- TASK INSTRUCTIONS: Would you please give all the lines below again, exactly as they stand?

- ENTRIES SUPPLIED:

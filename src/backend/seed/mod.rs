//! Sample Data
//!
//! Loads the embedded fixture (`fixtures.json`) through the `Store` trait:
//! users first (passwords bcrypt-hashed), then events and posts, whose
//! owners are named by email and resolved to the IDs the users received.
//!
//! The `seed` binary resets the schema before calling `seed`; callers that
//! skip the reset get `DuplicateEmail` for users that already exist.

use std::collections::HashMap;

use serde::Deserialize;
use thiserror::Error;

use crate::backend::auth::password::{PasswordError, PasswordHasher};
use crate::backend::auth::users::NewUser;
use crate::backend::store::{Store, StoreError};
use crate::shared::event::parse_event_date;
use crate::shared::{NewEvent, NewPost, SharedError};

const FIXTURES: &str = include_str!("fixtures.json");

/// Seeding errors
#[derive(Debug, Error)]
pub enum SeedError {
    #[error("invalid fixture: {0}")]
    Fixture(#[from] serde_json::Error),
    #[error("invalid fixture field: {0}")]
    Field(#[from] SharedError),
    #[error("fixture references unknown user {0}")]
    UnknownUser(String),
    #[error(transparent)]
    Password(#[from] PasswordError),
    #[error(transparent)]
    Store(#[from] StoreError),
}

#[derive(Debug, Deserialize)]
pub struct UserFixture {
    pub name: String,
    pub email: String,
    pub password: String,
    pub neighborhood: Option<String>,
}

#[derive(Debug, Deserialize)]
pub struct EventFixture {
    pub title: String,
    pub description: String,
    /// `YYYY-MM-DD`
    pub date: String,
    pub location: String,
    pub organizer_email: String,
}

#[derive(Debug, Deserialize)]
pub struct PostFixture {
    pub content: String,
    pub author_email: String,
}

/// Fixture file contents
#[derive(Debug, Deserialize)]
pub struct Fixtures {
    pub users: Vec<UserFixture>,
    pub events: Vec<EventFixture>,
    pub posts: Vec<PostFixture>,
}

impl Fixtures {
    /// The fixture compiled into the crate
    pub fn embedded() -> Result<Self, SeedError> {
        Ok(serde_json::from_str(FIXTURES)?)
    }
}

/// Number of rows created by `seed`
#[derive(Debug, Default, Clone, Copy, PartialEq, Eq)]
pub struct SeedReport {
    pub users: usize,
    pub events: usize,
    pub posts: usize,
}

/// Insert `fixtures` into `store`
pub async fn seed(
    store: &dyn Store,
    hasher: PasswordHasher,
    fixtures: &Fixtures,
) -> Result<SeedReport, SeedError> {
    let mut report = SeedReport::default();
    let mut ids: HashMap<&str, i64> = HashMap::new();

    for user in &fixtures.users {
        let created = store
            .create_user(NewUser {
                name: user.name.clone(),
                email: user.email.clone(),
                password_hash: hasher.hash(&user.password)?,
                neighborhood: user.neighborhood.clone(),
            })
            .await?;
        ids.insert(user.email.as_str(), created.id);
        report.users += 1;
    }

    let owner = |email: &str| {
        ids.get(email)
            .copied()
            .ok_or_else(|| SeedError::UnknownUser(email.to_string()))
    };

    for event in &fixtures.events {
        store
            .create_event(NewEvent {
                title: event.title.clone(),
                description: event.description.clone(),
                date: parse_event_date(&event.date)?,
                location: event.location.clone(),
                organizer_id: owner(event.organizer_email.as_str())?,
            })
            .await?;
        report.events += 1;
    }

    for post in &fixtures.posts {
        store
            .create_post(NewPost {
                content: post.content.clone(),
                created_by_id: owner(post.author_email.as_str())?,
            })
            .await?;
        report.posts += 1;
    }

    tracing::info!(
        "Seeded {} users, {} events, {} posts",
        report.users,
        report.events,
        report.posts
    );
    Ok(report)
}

- THE ANSWER:
filename src/backend/seed/mod.rs
//! Sample Data
//!
//! Loads the embedded fixture (`fixtures.json`) through the `Store` trait:
//! users first (passwords bcrypt-hashed), then events and posts, whose
//! owners are named by email and resolved to the IDs the users received.
//!
//! The `seed` binary resets the schema before calling `seed`; callers that
//! skip the reset get `DuplicateEmail` for users that already exist.

use std::collections::HashMap;

use serde::Deserialize;
use thiserror::Error;

use crate::backend::auth::password::{PasswordError, PasswordHasher};
use crate::backend::auth::users::NewUser;
use crate::backend::store::{Store, StoreError};
use crate::shared::event::parse_event_date;
use crate::shared::{NewEvent, NewPost, SharedError};

const FIXTURES: &str = include_str!("fixtures.json");

/// Seeding errors
#[derive(Debug, Error)]
pub enum SeedError {
    #[error("invalid fixture: {0}")]
    Fixture(#[from] serde_json::Error),
    #[error("invalid fixture field: {0}")]
    Field(#[from] SharedError),
    #[error("fixture references unknown user {0}")]
    UnknownUser(String),
    #[error(transparent)]
    Password(#[from] PasswordError),
    #[error(transparent)]
    Store(#[from] StoreError),
}

#[derive(Debug, Deserialize)]
pub struct UserFixture {
    pub name: String,
    pub email: String,
    pub password: String,
    pub neighborhood: Option<String>,
}

#[derive(Debug, Deserialize)]
pub struct EventFixture {
    pub title: String,
    pub description: String,
    /// `YYYY-MM-DD`
    pub date: String,
    pub location: String,
    pub organizer_email: String,
}

#[derive(Debug, Deserialize)]
pub struct PostFixture {
    pub content: String,
    pub author_email: String,
}

/// Fixture file contents
#[derive(Debug, Deserialize)]
pub struct Fixtures {
    pub users: Vec<UserFixture>,
    pub events: Vec<EventFixture>,
    pub posts: Vec<PostFixture>,
}

impl Fixtures {
    /// The fixture compiled into the crate
    pub fn embedded() -> Result<Self, SeedError> {
        Ok(serde_json::from_str(FIXTURES)?)
    }
}

/// Number of rows created by `seed`
#[derive(Debug, Default, Clone, Copy, PartialEq, Eq)]
pub struct SeedReport {
    pub users: usize,
    pub events: usize,
    pub posts: usize,
}

/// Insert `fixtures` into `store`
pub async fn seed(
    store: &dyn Store,
    hasher: PasswordHasher,
    fixtures: &Fixtures,
) -> Result<SeedReport, SeedError> {
    let mut report = SeedReport::default();
    let mut ids: HashMap<&str, i64> = HashMap::new();

    for user in &fixtures.users {
        let created = store
            .create_user(NewUser {
                name: user.name.clone(),
                email: user.email.clone(),
                password_hash: hasher.hash(&user.password)?,
                neighborhood: user.neighborhood.clone(),
            })
            .await?;
        ids.insert(user.email.as_str(), created.id);
        report.users += 1;
    }

    let owner = |email: &str| {
        ids.get(email)
            .copied()
            .ok_or_else(|| SeedError::UnknownUser(email.to_string()))
    };

    for event in &fixtures.events {
        store
            .create_event(NewEvent {
                title: event.title.clone(),
                description: event.description.clone(),
                date: parse_event_date(&event.date)?,
                location: event.location.clone(),
                organizer_id: owner(event.organizer_email.as_str())?,
            })
            .await?;
        report.events += 1;
    }

    for post in &fixtures.posts {
        store
            .create_post(NewPost {
                content: post.content.clone(),
                created_by_id: owner(post.author_email.as_str())?,
            })
            .await?;
        report.posts += 1;
    }

    tracing::info!(
        "Seeded {} users, {} events, {} posts",
        report.users,
        report.events,
        report.posts
    );
    Ok(report)
}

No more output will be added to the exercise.